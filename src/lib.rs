//! # Anvil - Directive-Driven JSON Deserialization
//!
//! Turns JSON documents into strongly-shaped Rust values. Each declared type
//! lists its fields with per-field directives (rename, ignore, array shape,
//! dictionary mode); a schema analyzer resolves every field to exactly one
//! extraction shape, and the resulting plan is compiled once per type and
//! reused for every document.
//!
//! ## Modules
//!
//! - **schema**: directive vocabulary, field declarations, and the analyzer
//! - **extract**: extraction plans and the routines compiled from them
//! - **convert**: conversion operations for scalars, arrays, grids, lists,
//!   dictionaries and nested types
//! - **document**: the document-model seam over `serde_json::Value`
//!
//! ## Quick Start
//!
//! ```rust
//! use anvil::{Directive, ElementKind, Schema, Serializable};
//! use serde_json::json;
//!
//! #[derive(Debug, Default, PartialEq)]
//! struct Point {
//!     x: i32,
//!     y: i32,
//! }
//!
//! impl Serializable for Point {
//!     fn declare(schema: Schema<Self>) -> Schema<Self> {
//!         schema.field("x", |p| &mut p.x).field("y", |p| &mut p.y)
//!     }
//! }
//!
//! #[derive(Debug, Default)]
//! struct Route {
//!     name: String,
//!     stops: Vec<Point>,
//!     origin: Option<Point>,
//! }
//!
//! impl Serializable for Route {
//!     fn declare(schema: Schema<Self>) -> Schema<Self> {
//!         schema
//!             .field_with("name", |r| &mut r.name, &[Directive::rename("title")])
//!             .field_with("stops", |r| &mut r.stops, &[Directive::array(ElementKind::Other)])
//!             .field("origin", |r| &mut r.origin)
//!     }
//! }
//!
//! anvil::impl_serializable!(Point, Route);
//!
//! # fn main() -> Result<(), anvil::DeserializeError> {
//! let route: Route = anvil::from_value(&json!({
//!     "title": "loop",
//!     "stops": [{"x": 1, "y": 2}, {"x": 3, "y": 4}],
//!     "origin": null
//! }))?;
//!
//! assert_eq!(route.name, "loop");
//! assert_eq!(route.stops[1], Point { x: 3, y: 4 });
//! assert!(route.origin.is_none());
//! # Ok(())
//! # }
//! ```

use std::io::Read;

pub mod convert;
pub mod deserializer;
pub mod document;
pub mod error;
pub mod extract;
pub mod schema;

mod macros;

// Re-export commonly used types for convenience
pub use convert::{ElementValue, FieldValue, Grid, JsonDeserializable};
pub use deserializer::{DeserializeConfig, Deserializer};
pub use document::Document;
pub use error::{DeserializeError, Path, SchemaError};
pub use extract::{
    Compiled, DictionaryMode, ElementShape, ExtractionPlan, FieldPlanEntry, Routine, Shape,
};
pub use indexmap::IndexMap;
pub use schema::{
    DeclaredType, Dimension, Directive, ElementKind, ElementType, Schema, Serializable, TypeForm,
    TypeRef,
};
pub use serde_json::Value;

#[doc(hidden)]
pub mod __private {
    pub use once_cell::sync::OnceCell;
}

/// Deserialize a `T` from a document value with the default configuration.
pub fn from_value<T>(document: &Value) -> Result<T, DeserializeError>
where
    T: JsonDeserializable + Default,
{
    Deserializer::default().from_value(document)
}

/// Parse JSON text and deserialize a `T` from it.
pub fn from_str<T>(text: &str) -> Result<T, DeserializeError>
where
    T: JsonDeserializable + Default,
{
    Deserializer::default().from_str(text)
}

/// Read one JSON document and deserialize a `T` from it.
pub fn from_reader<T, R: Read>(reader: R) -> Result<T, DeserializeError>
where
    T: JsonDeserializable + Default,
{
    Deserializer::default().from_reader(reader)
}
use anvil::{Directive, ElementKind, Grid, Schema, Serializable};
use proptest::prelude::*;
use serde_json::{json, Value};

#[derive(Debug, Default)]
struct Numbers {
    fixed: Box<[i32]>,
    growable: Vec<Option<i32>>,
    grid: Grid<i32>,
}

impl Serializable for Numbers {
    fn declare(schema: Schema<Self>) -> Schema<Self> {
        schema
            .field_with("fixed", |n| &mut n.fixed, &[Directive::array(ElementKind::Int)])
            .field_with("growable", |n| &mut n.growable, &[Directive::array(ElementKind::Int)])
            .field_with("grid", |n| &mut n.grid, &[Directive::array_2d(ElementKind::Int)])
    }
}

anvil::impl_serializable!(Numbers);

proptest! {
    #[test]
    fn fixed_array_keeps_order_and_length(values in prop::collection::vec(any::<i32>(), 0..64)) {
        let numbers: Numbers = anvil::from_value(&json!({ "fixed": values })).unwrap();
        prop_assert_eq!(&*numbers.fixed, values.as_slice());
    }

    #[test]
    fn null_elements_stay_absent(values in prop::collection::vec(prop::option::of(any::<i32>()), 0..64)) {
        let numbers: Numbers = anvil::from_value(&json!({ "growable": values })).unwrap();
        prop_assert_eq!(numbers.growable, values);
    }

    #[test]
    fn grid_width_follows_first_row(
        rows in prop::collection::vec(prop::collection::vec(any::<i32>(), 0..8), 1..8)
    ) {
        let numbers: Numbers = anvil::from_value(&json!({ "grid": rows })).unwrap();
        let width = rows[0].len();

        prop_assert_eq!(numbers.grid.dimensions(), (rows.len(), width));
        for (i, row) in rows.iter().enumerate() {
            for j in 0..width {
                prop_assert_eq!(numbers.grid[(i, j)], row.get(j).copied().unwrap_or_default());
            }
        }
    }

    #[test]
    fn null_field_is_empty(key in prop::sample::select(vec!["fixed", "growable", "grid"])) {
        let mut document = serde_json::Map::new();
        document.insert(key.to_string(), Value::Null);

        let numbers: Numbers = anvil::from_value(&Value::Object(document)).unwrap();
        prop_assert!(numbers.fixed.is_empty());
        prop_assert!(numbers.growable.is_empty());
        prop_assert!(numbers.grid.is_empty());
    }
}
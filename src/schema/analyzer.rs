//! Schema analysis: resolves each field's directives into exactly one
//! extraction shape and collects them into an [`ExtractionPlan`].

use crate::error::SchemaError;
use crate::extract::{DictionaryMode, ElementShape, ExtractionPlan, FieldPlanEntry, Shape};
use crate::schema::{
    ArrayArgs, DeclaredType, DictionaryArgs, Dimension, Directive, ElementKind, ElementType,
    FieldSpec, Schema, TypeForm,
};
use std::collections::HashSet;
use tracing::{debug, trace};

/// Build the extraction plan for `T`.
///
/// All-or-nothing: the first field that fails to resolve rejects the type.
pub fn analyze<T: 'static>(schema: &Schema<T>) -> Result<ExtractionPlan, SchemaError> {
    analyze_fields(std::any::type_name::<T>(), schema.fields())
}

pub(crate) fn analyze_fields<'a>(
    type_name: &'static str,
    fields: impl Iterator<Item = &'a FieldSpec>,
) -> Result<ExtractionPlan, SchemaError> {
    let mut seen = HashSet::new();
    let mut entries = Vec::new();

    for spec in fields {
        if !seen.insert(spec.name()) {
            return Err(SchemaError::DuplicateField {
                type_name,
                field: spec.name(),
            });
        }

        match resolve_field(type_name, spec) {
            Ok(Some(entry)) => {
                trace!(type_name, field = spec.name(), shape = %entry.shape(), "resolved field");
                entries.push(entry);
            }
            Ok(None) => trace!(type_name, field = spec.name(), "ignored field"),
            Err(err) => {
                debug!(type_name, error = %err, "rejected schema");
                return Err(err);
            }
        }
    }

    Ok(ExtractionPlan::new(type_name, entries))
}

/// Resolve a single field. `Ok(None)` means the field is ignored.
pub fn resolve_field(
    type_name: &'static str,
    spec: &FieldSpec,
) -> Result<Option<FieldPlanEntry>, SchemaError> {
    let directives = spec.directives();

    // Ignore short-circuits everything else, including conflicts.
    if directives.iter().any(|d| matches!(d, Directive::Ignore)) {
        return Ok(None);
    }

    let field = FieldContext {
        type_name,
        name: spec.name(),
        declared: spec.declared(),
    };

    let mut claims = directives.iter().filter(|d| d.claims_shape());
    let claimed = claims.next();
    if claims.next().is_some() {
        return Err(SchemaError::ConflictingShapes {
            type_name,
            field: field.name,
        });
    }

    let shape = match claimed {
        Some(Directive::DictionaryShape(args)) => field.dictionary_shape(args)?,
        Some(Directive::ArrayShape(args)) => field.array_shape(args)?,
        _ => field.default_shape()?,
    };

    Ok(Some(FieldPlanEntry::new(
        spec.name(),
        effective_name(spec.name(), directives),
        shape,
    )))
}

/// Positional renames apply first, `json_name` options override them.
fn effective_name(declared: &str, directives: &[Directive]) -> String {
    let renames = || {
        directives.iter().filter_map(|d| match d {
            Directive::Rename(args) => Some(args),
            _ => None,
        })
    };

    let positional = renames().filter_map(|args| args.positional.as_deref()).last();
    let named = renames().filter_map(|args| args.json_name.as_deref()).last();

    named.or(positional).unwrap_or(declared).to_owned()
}

struct FieldContext<'a> {
    type_name: &'static str,
    name: &'static str,
    declared: &'a DeclaredType,
}

impl FieldContext<'_> {
    fn dictionary_shape(&self, args: &DictionaryArgs) -> Result<Shape, SchemaError> {
        let TypeForm::Map { value } = self.declared.form() else {
            return Err(SchemaError::NotAMap {
                type_name: self.type_name,
                field: self.name,
                declared: self.declared.name(),
            });
        };

        match (args.dynamic, value) {
            (true, ElementType::Raw) => Ok(Shape::Dictionary(DictionaryMode::Dynamic)),
            (false, ElementType::Nested(nested)) => {
                Ok(Shape::Dictionary(DictionaryMode::Typed(nested)))
            }
            (dynamic, _) => Err(SchemaError::DictionaryValue {
                type_name: self.type_name,
                field: self.name,
                mode: if dynamic { "dynamic" } else { "typed" },
                declared: self.declared.name(),
            }),
        }
    }

    fn array_shape(&self, args: &ArrayArgs) -> Result<Shape, SchemaError> {
        let TypeForm::Sequence {
            element,
            dimension,
            growable,
        } = self.declared.form()
        else {
            return Err(SchemaError::NotASequence {
                type_name: self.type_name,
                field: self.name,
                declared: self.declared.name(),
            });
        };

        if args.dimension != dimension {
            return Err(SchemaError::DimensionMismatch {
                type_name: self.type_name,
                field: self.name,
                directive: args.dimension,
                expected: dimension,
                declared: self.declared.name(),
            });
        }

        let kind = args.resolved_kind();
        let element = self.element_shape(kind, element)?;

        Ok(match (dimension, growable) {
            (Dimension::Two, _) => Shape::Array2D(element),
            (Dimension::One, true) => Shape::List(element),
            (Dimension::One, false) => Shape::Array1D(element),
        })
    }

    fn element_shape(
        &self,
        kind: ElementKind,
        element: ElementType,
    ) -> Result<ElementShape, SchemaError> {
        let resolved = match (kind, element) {
            (ElementKind::Other, ElementType::Nested(nested)) => Some(ElementShape::Nested(nested)),
            (ElementKind::Other, _) => None,
            (kind, element) if element.kind() == Some(kind) => ElementShape::builtin(kind),
            _ => None,
        };

        resolved.ok_or(SchemaError::UnmappedElementKind {
            type_name: self.type_name,
            field: self.name,
            kind,
            declared: self.declared.name(),
        })
    }

    fn default_shape(&self) -> Result<Shape, SchemaError> {
        match self.declared.form() {
            // Structural override: deserializable types are always nested.
            TypeForm::Nested(nested) => Ok(Shape::Nested(nested)),
            TypeForm::Scalar(_) => Ok(Shape::Scalar),
            TypeForm::Sequence { .. } | TypeForm::Map { .. } => Err(SchemaError::MissingShape {
                type_name: self.type_name,
                field: self.name,
                declared: self.declared.name(),
            }),
        }
    }
}

#[cfg(test)]
mod tests {
    use super::*;
    use crate::schema::{RenameArgs, TypeRef};

    struct Leaf;

    fn spec(name: &'static str, form: TypeForm, directives: Vec<Directive>) -> FieldSpec {
        FieldSpec::new(name, DeclaredType::of::<()>(form), directives)
    }

    fn int_list() -> TypeForm {
        TypeForm::Sequence {
            element: ElementType::Int,
            dimension: Dimension::One,
            growable: true,
        }
    }

    fn resolve(spec: &FieldSpec) -> Result<Option<FieldPlanEntry>, SchemaError> {
        resolve_field("Test", spec)
    }

    #[test]
    fn test_plain_field_is_scalar() {
        let entry = resolve(&spec("id", TypeForm::Scalar(ElementType::Int), vec![]))
            .unwrap()
            .unwrap();
        assert_eq!(entry.effective_name(), "id");
        assert_eq!(entry.shape(), &Shape::Scalar);
    }

    #[test]
    fn test_ignore_wins_over_everything() {
        let field = spec(
            "points",
            TypeForm::Scalar(ElementType::Int),
            vec![
                Directive::rename("pts"),
                Directive::array(ElementKind::Int),
                Directive::dictionary(),
                Directive::Ignore,
            ],
        );
        assert_eq!(resolve(&field).unwrap(), None);
    }

    #[test]
    fn test_named_rename_overrides_positional() {
        let both = Directive::Rename(RenameArgs::new("pts").json_name("points"));
        let field = spec("p", TypeForm::Scalar(ElementType::Int), vec![both]);
        assert_eq!(resolve(&field).unwrap().unwrap().effective_name(), "points");

        // Order of separate directives does not matter.
        let field = spec(
            "p",
            TypeForm::Scalar(ElementType::Int),
            vec![Directive::json_name("points"), Directive::rename("pts")],
        );
        assert_eq!(resolve(&field).unwrap().unwrap().effective_name(), "points");
    }

    #[test]
    fn test_array_kind_defaults_to_int() {
        let field = spec(
            "xs",
            int_list(),
            vec![Directive::ArrayShape(ArrayArgs::new(Dimension::One))],
        );
        assert_eq!(
            resolve(&field).unwrap().unwrap().shape(),
            &Shape::List(ElementShape::Int)
        );
    }

    #[test]
    fn test_fixed_and_grid_shapes() {
        let fixed = spec(
            "xs",
            TypeForm::Sequence {
                element: ElementType::Char,
                dimension: Dimension::One,
                growable: false,
            },
            vec![Directive::array(ElementKind::Char)],
        );
        assert_eq!(
            resolve(&fixed).unwrap().unwrap().shape(),
            &Shape::Array1D(ElementShape::Char)
        );

        let grid = spec(
            "cells",
            TypeForm::Sequence {
                element: ElementType::Nested(TypeRef::of::<Leaf>()),
                dimension: Dimension::Two,
                growable: false,
            },
            vec![Directive::array_2d(ElementKind::Other)],
        );
        assert_eq!(
            resolve(&grid).unwrap().unwrap().shape(),
            &Shape::Array2D(ElementShape::Nested(TypeRef::of::<Leaf>()))
        );
    }

    #[test]
    fn test_kind_must_match_element() {
        let field = spec("xs", int_list(), vec![Directive::array(ElementKind::String)]);
        assert!(matches!(
            resolve(&field),
            Err(SchemaError::UnmappedElementKind { kind: ElementKind::String, field: "xs", .. })
        ));

        let field = spec("xs", int_list(), vec![Directive::array(ElementKind::Other)]);
        assert!(matches!(
            resolve(&field),
            Err(SchemaError::UnmappedElementKind { kind: ElementKind::Other, .. })
        ));
    }

    #[test]
    fn test_dimension_must_match() {
        let field = spec("xs", int_list(), vec![Directive::array_2d(ElementKind::Int)]);
        assert!(matches!(
            resolve(&field),
            Err(SchemaError::DimensionMismatch {
                directive: Dimension::Two,
                expected: Dimension::One,
                ..
            })
        ));
    }

    #[test]
    fn test_array_on_scalar_is_rejected() {
        let field = spec(
            "x",
            TypeForm::Scalar(ElementType::Int),
            vec![Directive::array(ElementKind::Int)],
        );
        assert!(matches!(resolve(&field), Err(SchemaError::NotASequence { .. })));
    }

    #[test]
    fn test_dictionary_modes() {
        let raw = spec(
            "meta",
            TypeForm::Map { value: ElementType::Raw },
            vec![Directive::dynamic_dictionary()],
        );
        assert_eq!(
            resolve(&raw).unwrap().unwrap().shape(),
            &Shape::Dictionary(DictionaryMode::Dynamic)
        );

        let typed = spec(
            "leaves",
            TypeForm::Map {
                value: ElementType::Nested(TypeRef::of::<Leaf>()),
            },
            vec![Directive::dictionary()],
        );
        assert_eq!(
            resolve(&typed).unwrap().unwrap().shape(),
            &Shape::Dictionary(DictionaryMode::Typed(TypeRef::of::<Leaf>()))
        );
    }

    #[test]
    fn test_dictionary_value_must_fit_mode() {
        let typed_raw = spec(
            "meta",
            TypeForm::Map { value: ElementType::Raw },
            vec![Directive::dictionary()],
        );
        assert!(matches!(
            resolve(&typed_raw),
            Err(SchemaError::DictionaryValue { mode: "typed", .. })
        ));

        let dynamic_nested = spec(
            "meta",
            TypeForm::Map {
                value: ElementType::Nested(TypeRef::of::<Leaf>()),
            },
            vec![Directive::dynamic_dictionary()],
        );
        assert!(matches!(
            resolve(&dynamic_nested),
            Err(SchemaError::DictionaryValue { mode: "dynamic", .. })
        ));

        let not_map = spec("meta", int_list(), vec![Directive::dictionary()]);
        assert!(matches!(resolve(&not_map), Err(SchemaError::NotAMap { .. })));
    }

    #[test]
    fn test_nested_type_is_detected_structurally() {
        let field = spec("child", TypeForm::Nested(TypeRef::of::<Leaf>()), vec![]);
        assert_eq!(
            resolve(&field).unwrap().unwrap().shape(),
            &Shape::Nested(TypeRef::of::<Leaf>())
        );
    }

    #[test]
    fn test_conflicting_shapes() {
        let field = spec(
            "xs",
            int_list(),
            vec![Directive::array(ElementKind::Int), Directive::dictionary()],
        );
        assert!(matches!(resolve(&field), Err(SchemaError::ConflictingShapes { .. })));
    }

    #[test]
    fn test_container_without_directive() {
        let field = spec("xs", int_list(), vec![]);
        assert!(matches!(resolve(&field), Err(SchemaError::MissingShape { .. })));
    }

    #[test]
    fn test_plan_is_all_or_nothing() {
        let fields = vec![
            spec("ok", TypeForm::Scalar(ElementType::Int), vec![]),
            spec("bad", int_list(), vec![]),
        ];
        let err = analyze_fields("Test", fields.iter()).unwrap_err();
        assert_eq!(err.field(), "bad");
    }

    #[test]
    fn test_duplicate_fields() {
        let fields = vec![
            spec("a", TypeForm::Scalar(ElementType::Int), vec![]),
            spec("a", TypeForm::Scalar(ElementType::Int), vec![Directive::rename("b")]),
        ];
        assert!(matches!(
            analyze_fields("Test", fields.iter()),
            Err(SchemaError::DuplicateField { field: "a", .. })
        ));
    }

    #[test]
    fn test_plan_preserves_declaration_order() {
        let fields = vec![
            spec("z", TypeForm::Scalar(ElementType::Int), vec![]),
            spec("skip", TypeForm::Scalar(ElementType::Int), vec![Directive::Ignore]),
            spec("a", TypeForm::Scalar(ElementType::String), vec![]),
        ];
        let plan = analyze_fields("Test", fields.iter()).unwrap();
        let names: Vec<_> = plan.entries().iter().map(|e| e.field()).collect();
        assert_eq!(names, vec!["z", "a"]);
    }
}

# TO DO
All that belongs in the answer is an exact copy of the lines from the start of the records above through the line with "lists its fields".

# RESPONSE
filename src/lib.rs
//! # Anvil - Directive-Driven JSON Deserialization
//!
//! Turns JSON documents into strongly-shaped Rust values. Each declared type
//! lists its fields with per-field directives (rename, ignore, array shape,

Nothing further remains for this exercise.